┌──
//! Replication tests.
//!
//! These exercise what the replica does with what it receives: reconnects,
//! duplicated and reordered deliveries, incompatible payloads, and the
//! notifications the presentation layer sees.

mod common;

use common::*;
use duel_ccg::context::Role;
use duel_ccg::core::{DuelError, MatchConfig};
use duel_ccg::events::Notification;
use duel_ccg::replication::{Envelope, FullStateSnapshot, Message, Recipients, SNAPSHOT_VERSION};
use duel_ccg::rules::MatchOutcome;
use duel_ccg::turn::TimerStep;

fn config() -> MatchConfig {
    MatchConfig::default().with_total_turns(5)
}

/// Collect the host's outbox after both sides submit, without delivering it.
fn resolve_held(duel: &mut Duel, host_cards: Vec<duel_ccg::cards::CardId>) -> Vec<Envelope> {
    duel.host.play_cards(host_cards);
    duel.guest.play_cards(vec![]);
    duel.pump_guest();
    duel.take_host_outbox()
}

/// Test that a participant joining mid-match catches up with a full state request.
#[test]
fn test_reconnect_restores_full_state() {
    let mut duel = Duel::new(config());
    duel.start();
    duel.play(vec![SPARK], vec![BOON]);
    duel.play(vec![BOON], vec![]);

    duel.reconnect_guest();
    assert!(!duel.guest.is_initialized());

    duel.guest.request_full_state();
    duel.pump();

    assert!(duel.guest.is_initialized());
    assert_eq!(duel.guest.state(), duel.host.state());
    assert_eq!(duel.guest.turn(), 3);

    // Play continues normally after the reconnect
    duel.play(vec![], vec![]);
    assert_eq!(duel.guest.state(), duel.host.state());
}

/// Test that a full state addressed to someone else is informational only.
#[test]
fn test_full_state_for_other_participant_ignored() {
    let mut duel = Duel::new(config());
    duel.host.start();
    duel.take_host_outbox();

    let snapshot = FullStateSnapshot::capture(duel.host.state(), duel.host.turn());
    duel.guest.handle_message(Message::FullState {
        target: HOST,
        snapshot,
    });

    assert!(!duel.guest.is_initialized());
}

/// Test that a replica which missed the start is rebuilt from a turn result.
#[test]
fn test_turn_result_initializes_fresh_replica() {
    let mut duel = Duel::new(config());
    duel.host.start();
    // Drop the start-of-match full state
    duel.take_host_outbox();

    duel.play(vec![SPARK], vec![]);

    assert!(duel.guest.is_initialized());
    assert_eq!(duel.guest.state(), duel.host.state());
}

/// Test that a duplicated turn result is ignored.
#[test]
fn test_duplicate_turn_result_ignored() {
    let mut duel = Duel::new(config());
    duel.start();

    let first = resolve_held(&mut duel, vec![SPARK]);
    for envelope in &first {
        duel.route(envelope);
    }
    let second = resolve_held(&mut duel, vec![BOON]);
    for envelope in &second {
        duel.route(envelope);
    }
    assert_eq!(duel.guest.state(), duel.host.state());

    for envelope in first.iter().chain(&second) {
        duel.route(envelope);
    }
    assert_eq!(duel.guest.state(), duel.host.state());
}

/// Test that an older turn result arriving late never rewinds state.
#[test]
fn test_out_of_order_results_do_not_rewind() {
    let mut duel = Duel::new(config());
    duel.start();

    let first = resolve_held(&mut duel, vec![SPARK]);
    let second = resolve_held(&mut duel, vec![BOON]);

    for envelope in &second {
        duel.route(envelope);
    }
    for envelope in &first {
        duel.route(envelope);
    }

    assert_eq!(duel.guest.turn(), 3);
    assert_eq!(duel.guest.state(), duel.host.state());
}

/// Test that snapshots of another version are refused at the codec.
#[test]
fn test_version_mismatch_refused() {
    let mut duel = Duel::new(config());
    duel.host.start();
    duel.take_host_outbox();

    let mut snapshot = FullStateSnapshot::capture(duel.host.state(), 1);
    snapshot.version = SNAPSHOT_VERSION + 1;
    let message = Message::FullState {
        target: GUEST,
        snapshot,
    };

    let err = duel.guest.handle_bytes(&message.encode().unwrap()).unwrap_err();
    assert_eq!(
        err,
        DuelError::UnsupportedVersion {
            expected: SNAPSHOT_VERSION,
            got: SNAPSHOT_VERSION + 1,
        }
    );

    // Handed over already decoded, it is still not applied
    duel.guest.handle_message(message);
    assert!(!duel.guest.is_initialized());
}

/// Test that the replica's submissions go to the authority only.
#[test]
fn test_replica_submission_addressing() {
    let mut duel = Duel::new(config());
    duel.start();

    duel.guest.play_cards(vec![BOON]);
    duel.guest.request_full_state();

    // Play and request go to the host; only the answer comes back
    assert_eq!(duel.pump(), 3);
    assert_eq!(duel.host.turn(), 1);
}

/// Test the notifications a replica emits over a turn.
#[test]
fn test_replica_notifications() {
    let mut duel = Duel::new(config());
    let events = duel.guest.notifications();
    duel.start();
    assert_eq!(drain(&events), vec![Notification::RefreshRequested]);

    duel.play(vec![], vec![]);

    assert_eq!(
        drain(&events),
        vec![
            Notification::SubmissionRecorded { participant: GUEST },
            Notification::TurnResolved { turn: 1 },
            Notification::RefreshRequested,
        ]
    );
}

/// Test the notifications the authority emits over a turn.
#[test]
fn test_authority_notifications() {
    let mut duel = Duel::new(config());
    let events = duel.host.notifications();
    duel.start();
    drain(&events);

    duel.play(vec![], vec![]);

    assert_eq!(
        drain(&events),
        vec![
            Notification::SubmissionRecorded { participant: HOST },
            Notification::SubmissionRecorded { participant: GUEST },
            Notification::TurnResolved { turn: 1 },
            Notification::RefreshRequested,
        ]
    );
}

/// Test that the end-of-match message follows the final turn result.
#[test]
fn test_end_game_follows_final_result() {
    let mut duel = Duel::new(MatchConfig::default().with_total_turns(1));
    duel.start();

    let outbox = resolve_held(&mut duel, vec![SPARK]);
    let codes: Vec<u8> = outbox.iter().map(|e| e.message.event_code()).collect();
    assert_eq!(codes, vec![2, 5]);
    assert!(outbox.iter().all(|e| e.recipients == Recipients::Others));

    for envelope in &outbox {
        duel.route(envelope);
    }
    assert!(duel.guest.is_finished());
    assert_eq!(duel.guest.participant(HOST).unwrap().score, 3);
}

/// Test that a promoted replica takes over resolution.
#[test]
fn test_authority_handover() {
    let mut duel = Duel::new(config());
    duel.start();
    duel.play(vec![SPARK], vec![]);

    duel.guest.set_role(Role::Authority);
    assert!(duel.guest.is_authority());

    duel.guest.play_cards(vec![BOON]);
    duel.guest.handle_message(Message::PlayCards {
        participant: HOST,
        cards: vec![],
    });

    assert_eq!(duel.guest.turn(), 3);
    assert_eq!(duel.guest.participant(GUEST).unwrap().score, 2);
    assert_eq!(duel.guest.participant(HOST).unwrap().score, 3);
}

/// Test that a replica promoted after the final result, with the end of match lost, ends it instead of replaying the turn.
#[test]
fn test_handover_after_final_result() {
    let mut duel = Duel::new(MatchConfig::default().with_total_turns(1));
    duel.start();

    let outbox = resolve_held(&mut duel, vec![BOON]);
    // Only the turn result arrives; the end of match is lost
    duel.route(&outbox[0]);
    assert!(!duel.guest.is_finished());
    assert_eq!(duel.guest.participant(HOST).unwrap().score, 2);

    duel.guest.set_role(Role::Authority);
    assert!(duel.guest.is_finished());
    assert_eq!(duel.guest.outcome(), Some(MatchOutcome::Loss));

    let sent = duel.take_guest_outbox();
    assert!(sent.iter().any(|e| matches!(e.message, Message::EndGame(_))));

    duel.guest.play_cards(vec![BOON]);
    duel.guest.handle_message(Message::PlayCards {
        participant: HOST,
        cards: vec![BOON],
    });
    assert_eq!(duel.guest.advance_timer(), TimerStep::Idle);

    assert_eq!(duel.guest.participant(HOST).unwrap().score, 2);
    assert_eq!(duel.guest.participant(GUEST).unwrap().score, 0);
    assert_eq!(duel.guest.turn(), 1);
}

/// Test that a replica promoted right after a mid-match result resolves the next turn once.
#[test]
fn test_handover_between_turns() {
    let mut duel = Duel::new(MatchConfig::default().with_total_turns(2));
    duel.start();

    let outbox = resolve_held(&mut duel, vec![BOON]);
    for envelope in &outbox {
        duel.route(envelope);
    }
    assert_eq!(duel.guest.turn(), 2);

    duel.guest.set_role(Role::Authority);
    assert!(!duel.guest.is_finished());

    duel.guest.play_cards(vec![]);
    duel.guest.handle_message(Message::PlayCards {
        participant: HOST,
        cards: vec![],
    });

    assert!(duel.guest.is_finished());
    assert_eq!(duel.guest.turn(), 2);
    assert_eq!(duel.guest.participant(HOST).unwrap().score, 2);
    assert_eq!(duel.guest.outcome(), Some(MatchOutcome::Loss));
}

/// Test that reconnecting after the match ended delivers the final scores too.
#[test]
fn test_reconnect_after_match_end() {
    let mut duel = Duel::new(MatchConfig::default().with_total_turns(1));
    duel.start();
    duel.play(vec![SPARK], vec![]);
    assert!(duel.host.is_finished());

    duel.reconnect_guest();
    duel.guest.request_full_state();
    duel.pump();

    assert!(duel.guest.is_finished());
    assert_eq!(duel.guest.state(), duel.host.state());
    assert_eq!(duel.guest.outcome(), Some(MatchOutcome::Loss));
    assert_eq!(duel.guest.final_scores(), duel.host.final_scores());
}

/// Test that an applied turn result resets the replica's countdown for the new turn.
#[test]
fn test_turn_result_resets_countdown() {
    let mut duel = Duel::new(config().with_turn_duration(3));
    duel.start();

    duel.tick(2);
    assert_eq!(duel.guest.time_remaining(), Some(2));

    duel.play(vec![], vec![]);
    assert_eq!(duel.guest.turn(), 2);
    assert_eq!(duel.guest.time_remaining(), Some(3));
    assert_eq!(duel.guest.time_remaining(), duel.host.time_remaining());
}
└──
The line with "duel.host.play_cards(host_cards);" marks the end; reproduce exactly every line from the start of the entries up to it, that line included.

__Written reply__.
//! Replication tests.
//!
//! These exercise what the replica does with what it receives: reconnects,
//! duplicated and reordered deliveries, incompatible payloads, and the
//! notifications the presentation layer sees.

mod common;

use common::*;
use duel_ccg::context::Role;
use duel_ccg::core::{DuelError, MatchConfig};
use duel_ccg::events::Notification;
use duel_ccg::replication::{Envelope, FullStateSnapshot, Message, Recipients, SNAPSHOT_VERSION};
use duel_ccg::rules::MatchOutcome;
use duel_ccg::turn::TimerStep;

fn config() -> MatchConfig {
    MatchConfig::default().with_total_turns(5)
}

/// Collect the host's outbox after both sides submit, without delivering it.
fn resolve_held(duel: &mut Duel, host_cards: Vec<duel_ccg::cards::CardId>) -> Vec<Envelope> {
    duel.host.play_cards(host_cards);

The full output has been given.